Le cinéma suisse ne trouvera pas son salut en ligne

16.09.2020 – Katy Romy, swissinfo.ch

Les plateformes qui mettent à l’honneur les films suisses ont connu une croissance rapide durant le semi-confinement. Pourtant cela ne suffira pas pour sauver le cinéma d’auteur à la sauce helvétique.

Salles de cinéma closes, tournages suspendus, festivals du film annulés. Durant presque deux mois, le confinement imposé à la Suisse pour se protéger de la pandémie de coronavirus a mis l’industrie du film à l’arrêt.

Que ce soit pour tuer le temps ou assouvir leur passion du cinéma, les confinés de toute la planète se sont tournés vers le streaming ou la vidéo à la demande (VOD). La consommation de films a atteint des records. Netflix, le leader du domaine, a enregistré la plus forte croissance de son histoire. Sur les plateformes des géants américains, les petites productions suisses sont toutefois invisibles.

Le cinéma helvétique est mis en exergue sur des portails locaux, comme Cinefile, Filmingo ou Artfilm, qui ont aussi connu une croissance rapide au plus fort de la pandémie de Covid-19. Filmingo a vu le nombre de ses utilisateurs quadrupler. Cinefile a comptabilisé cinq fois plus de visionnages que sur l’ensemble de l’année 2019, alors que sur la petite plateforme Artfilm, exclusivement consacrée aux productions suisses, le trafic a été vingt fois supérieur à la normale. Malgré sa croissance significative, le streaming ne constitue pas la planche de salut du cinéma suisse, estiment toutefois les acteurs de la branche.

Le streaming n’est pas un business modèle

Laurent Dutoit, directeur de la société de distribution Agora Films et exploitant de plusieurs salles indépendantes à Genève, considère que les portails locaux ont permis «de maintenir les contacts avec la clientèle et préserver l’aspect culturel». «Cependant, l’augmentation du nombre d’utilisateurs est totalement insignifiante par rapport au nombre de spectateurs qui ont été perdus dans les salles», affirme-t-il.

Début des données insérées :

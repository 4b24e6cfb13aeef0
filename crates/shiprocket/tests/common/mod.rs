//! In-process fake of the aggregator REST API.
//!
//! Every request is recorded. `auth/login` issues numbered tokens while
//! logins are allowed; other paths answer with whatever responder the test
//! registered, or `200 {}` by default. Requests without a bearer token get a
//! 401.

use std::collections::HashMap;
use std::sync::atomic::{AtomicBool, AtomicUsize, Ordering};
use std::sync::{Arc, Mutex};

use axum::body::Bytes;
use axum::extract::{Query, State};
use axum::http::header::AUTHORIZATION;
use axum::http::{HeaderMap, Method, StatusCode, Uri};
use axum::Json;
use axum::Router;
use serde_json::{json, Value};
use shiprocket_client::ShiprocketConfig;

#[derive(Debug, Clone)]
pub struct Recorded {
    pub method: Method,
    pub path: String,
    pub authorization: Option<String>,
    pub query: HashMap<String, String>,
    pub body: Value,
}

type Responder = Arc<dyn Fn(&Recorded) -> (u16, Value) + Send + Sync>;

#[derive(Default)]
pub struct FakeState {
    login_allowed: AtomicBool,
    logins: AtomicUsize,
    requests: Mutex<Vec<Recorded>>,
    responders: Mutex<HashMap<String, Responder>>,
}

#[derive(Clone)]
pub struct FakeShiprocket {
    pub base_url: String,
    state: Arc<FakeState>,
}

impl FakeShiprocket {
    /// Bind to an ephemeral port and serve until the test runtime ends.
    pub async fn start() -> Self {
        let state = Arc::new(FakeState::default());
        state.login_allowed.store(true, Ordering::SeqCst);

        let app = Router::new().fallback(handle).with_state(state.clone());
        let listener = tokio::net::TcpListener::bind("127.0.0.1:0").await.unwrap();
        let addr = listener.local_addr().unwrap();
        tokio::spawn(async move {
            axum::serve(listener, app).await.unwrap();
        });

        Self {
            base_url: format!("http://{addr}"),
            state,
        }
    }

    pub fn config(&self) -> ShiprocketConfig {
        ShiprocketConfig::new("ops@example.com", "secret", "42").with_base_url(&self.base_url)
    }

    pub fn allow_login(&self, allowed: bool) {
        self.state.login_allowed.store(allowed, Ordering::SeqCst);
    }

    pub fn logins(&self) -> usize {
        self.state.logins.load(Ordering::SeqCst)
    }

    pub fn on<F>(&self, path: &str, responder: F)
    where
        F: Fn(&Recorded) -> (u16, Value) + Send + Sync + 'static,
    {
        self.state
            .responders
            .lock()
            .unwrap()
            .insert(path.to_string(), Arc::new(responder));
    }

    pub fn respond(&self, path: &str, status: u16, body: Value) {
        self.on(path, move |_| (status, body.clone()));
    }

    pub fn requests_to(&self, path: &str) -> Vec<Recorded> {
        self.state
            .requests
            .lock()
            .unwrap()
            .iter()
            .filter(|r| r.path == path)
            .cloned()
            .collect()
    }

    pub fn request_count(&self) -> usize {
        self.state.requests.lock().unwrap().len()
    }
}

async fn handle(
    State(state): State<Arc<FakeState>>,
    method: Method,
    uri: Uri,
    Query(query): Query<HashMap<String, String>>,
    headers: HeaderMap,
    body: Bytes,
) -> (StatusCode, Json<Value>) {
    let recorded = Recorded {
        method,
        path: uri.path().trim_start_matches('/').to_string(),
        authorization: headers
            .get(AUTHORIZATION)
            .and_then(|v| v.to_str().ok())
            .map(str::to_string),
        query,
        body: serde_json::from_slice(&body).unwrap_or(Value::Null),
    };
    state.requests.lock().unwrap().push(recorded.clone());

    if recorded.path == "auth/login" {
        if !state.login_allowed.load(Ordering::SeqCst) {
            return (
                StatusCode::UNAUTHORIZED,
                Json(json!({"message": "Invalid email and password combination"})),
            );
        }
        let n = state.logins.fetch_add(1, Ordering::SeqCst) + 1;
        return (StatusCode::OK, Json(json!({"token": format!("token-{n}")})));
    }

    if recorded.authorization.is_none() {
        return (
            StatusCode::UNAUTHORIZED,
            Json(json!({"message": "Token not provided"})),
        );
    }

    let responder = state.responders.lock().unwrap().get(&recorded.path).cloned();
    let (status, body) = match responder {
        Some(responder) => responder(&recorded),
        None => (200, json!({})),
    };
    (StatusCode::from_u16(status).unwrap(), Json(body))
}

Une semaine avant le confinement, Agora Films avait sorti le documentaire «Citoyen Nobel», réalisé par le Lausannois Stéphane Goël sur le Prix Nobel de chimie 2017 Jacques Dubochet. «Nous avons essayé de le remettre à l’affiche lors de la réouverture, mais c’était trop tard. Nous avons perdu 10 000 entrées de cinéma sur ce seul film, soit une perte plus importante que le cumul des visionnages de tous les films suisses en streaming durant cette période», indique-t-il.

Si le streaming séduit un nombre croissant de spectateurs, le chiffre d’affaires continue à se faire au cinéma. Laurent Dutoit estime que la salle représente plus de 50 % des recettes d’un film, alors que le streaming atteint 20 % au maximum. «Sur les grandes plateformes, qui fonctionnent le mieux, on est encore davantage confronté à la concurrence des films américains», note ce dernier.

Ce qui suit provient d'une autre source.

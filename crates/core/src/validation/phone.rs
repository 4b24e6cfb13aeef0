//! Phone number validation capability.
//!
//! Constructed once at startup and passed to the validators that need it.

use std::sync::LazyLock;

use regex::Regex;

/// Decides whether a raw phone string is usable for a shipment.
pub trait PhoneValidator: Send + Sync {
    fn is_valid(&self, phone: &str) -> bool;
}

/// Indian mobile numbers, optionally prefixed by `+91`/`91` and a trunk `0`.
static IN_PHONE_RE: LazyLock<Regex> = LazyLock::new(|| {
    Regex::new(r"^(?:\+?91[\s-]?)?0?[6-9]\d{9}$").expect("valid regex")
});

/// International numbers in E.164 form.
static E164_RE: LazyLock<Regex> =
    LazyLock::new(|| Regex::new(r"^\+[1-9]\d{6,14}$").expect("valid regex"));

/// Region-aware validator. Numbers are checked against the default region's
/// pattern first, then accepted if they are valid E.164.
#[derive(Debug, Clone)]
pub struct RegionPhoneValidator {
    region: String,
}

impl RegionPhoneValidator {
    pub fn new(region: impl Into<String>) -> Self {
        Self {
            region: region.into().to_uppercase(),
        }
    }

    pub fn region(&self) -> &str {
        &self.region
    }

    fn region_pattern(&self) -> Option<&'static Regex> {
        match self.region.as_str() {
            "IN" => Some(&IN_PHONE_RE),
            _ => None,
        }
    }
}

impl Default for RegionPhoneValidator {
    fn default() -> Self {
        Self::new("IN")
    }
}

impl PhoneValidator for RegionPhoneValidator {
    fn is_valid(&self, phone: &str) -> bool {
        let compact: String = phone
            .chars()
            .filter(|c| !matches!(c, ' ' | '-' | '(' | ')'))
            .collect();
        if compact.is_empty() {
            return false;
        }
        if let Some(re) = self.region_pattern() {
            if re.is_match(&compact) {
                return true;
            }
        }
        E164_RE.is_match(&compact)
    }
}

#[cfg(test)]
mod tests {
    use super::*;

    #[test]
    fn accepts_indian_mobile_formats() {
        let v = RegionPhoneValidator::default();
        assert!(v.is_valid("9876543210"));
        assert!(v.is_valid("+91 98765 43210"));
        assert!(v.is_valid("09876543210"));
        assert!(v.is_valid("91-9876543210"));
    }

    #[test]
    fn rejects_garbage() {
        let v = RegionPhoneValidator::default();
        assert!(!v.is_valid(""));
        assert!(!v.is_valid("12345"));
        assert!(!v.is_valid("phone"));
        assert!(!v.is_valid("1234567890"));
    }

    #[test]
    fn falls_back_to_e164_for_other_regions() {
        let v = RegionPhoneValidator::new("us");
        assert_eq!(v.region(), "US");
        assert!(v.is_valid("+1 415 555 0100"));
        assert!(!v.is_valid("4155550100"));
    }
}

Sauver les salles pour sauver le cinéma suisse

En Suisse, le service VOD qui rencontre le plus grand succès reste celui du principal opérateur de téléphonie, Swisscom TV. «Les gens regardent toutefois les films qui sont mis en avant sur la page d’accueil, soit ceux qui ont le plus grand potentiel commercial», remarque Laurent Dutoit. Ainsi, les films suisses, qui se classent dans la catégorie du cinéma d’auteur, n’y ont qu’une faible visibilité. Le diagnostic du distributeur est formel: «Seul, le cinéma suisse ne s’en sortira pas. Pour le sauver, il faut garantir la survie de salles de cinéma et de distributeurs indépendants.»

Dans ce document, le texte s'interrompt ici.